The vulnerability has to do with an extension to the x86 instruction set architecture called Intel Transactional Synchronization Extensions (Intel TSX). This extension adds hardware transactional memory support to improve multi-threaded workloads. The flaw has been dubbed TSX Asynchronous Abort (also known as ZombieLoad 2), which Intel says is similar to Microarchitectural Data Sampling (MDS) and affects the same buffers (store buffer, fill buffer, and load port writeback data bus).
Here's how Intel describes the vulnerability...
"Intel TSX supports atomic memory transactions that are either committed or aborted. When an Intel TSX memory transaction is aborted, either synchronously or asynchronously, all earlier memory writes inside the transaction are rolled back to the state before the transaction start. While an Intel TSX asynchronous abort (TAA) is pending, certain loads inside the transaction that are not yet completed may read data from microarchitectural structures and speculatively pass that data to dependent operations. This may cause microarchitectural side effects, which can later be measured to infer the value of the data in the microarchitectural structures."
There is a string of speculative execution side-channel attack vectors that have already been disclosed and mitigated through prior patches, including the
original ZombieLoad. This new one, however, is able to sidestep previously released security measures.

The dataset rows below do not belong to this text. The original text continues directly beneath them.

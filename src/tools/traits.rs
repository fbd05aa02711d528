/// Common interface for the external programs wrapped by this crate
use crate::tools::runner::{execute, RunResult};
use crate::Result;

pub trait ExternalTool {
    /// Display name of the tool
    fn name(&self) -> &str;

    /// Executable name or path
    fn binary(&self) -> &str;

    /// Argument that makes the tool print its version and exit
    fn version_flag(&self) -> &str {
        "-h"
    }

    /// Run the tool with `args`, failing with `ToolFailed` on a non-zero exit
    fn run(&self, args: &[String], stdin: Option<&str>) -> Result<RunResult> {
        let mut command = Vec::with_capacity(args.len() + 1);
        command.push(self.binary().to_string());
        command.extend(args.iter().cloned());
        execute(&command, stdin)?.check()
    }

    /// Verify that the tool is properly installed
    fn verify_installation(&self) -> Result<()> {
        // Some tools exit non-zero on their help flag; spawning is what matters
        execute(&[self.binary(), self.version_flag()], None)?;
        tracing::debug!("{} found at '{}'", self.name(), self.binary());
        Ok(())
    }
}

The bug affects a wide range of CPUs, including its 10th generation Core processors (mobile), 2nd generation Xeon scalable processors (server), Xeon W processor family (workstation), 9th generation Core processors (mobile and desktop), Xeon processor E family (workstation and server), 10th generation Pentium Gold processor series (mobile), 10th generation Celeron 5000 series (mobile), and 8th generion Core processors (mobile).
Microsoft Addresses ZombieLoad 2 Security Flaw In Intel Processors With Windows Patches
Microsoft is already on top of the ball with a bit of a plain-English breakdown and security patches for several versions of Windows.
"To exploit this vulnerability, an attacker would have to log on to an affected system and run a specially crafted application. The vulnerability would not allow an attacker to execute code or to elevate user rights directly, but it could be used to obtain information that could be used to try to further compromise the affected system," Microsoft says.
Links to download patches can be found on Microsoft's
CVE-2019-11135 support page. Additionally, mitigations are included in this month's Patch Tuesday update, which released yesterday.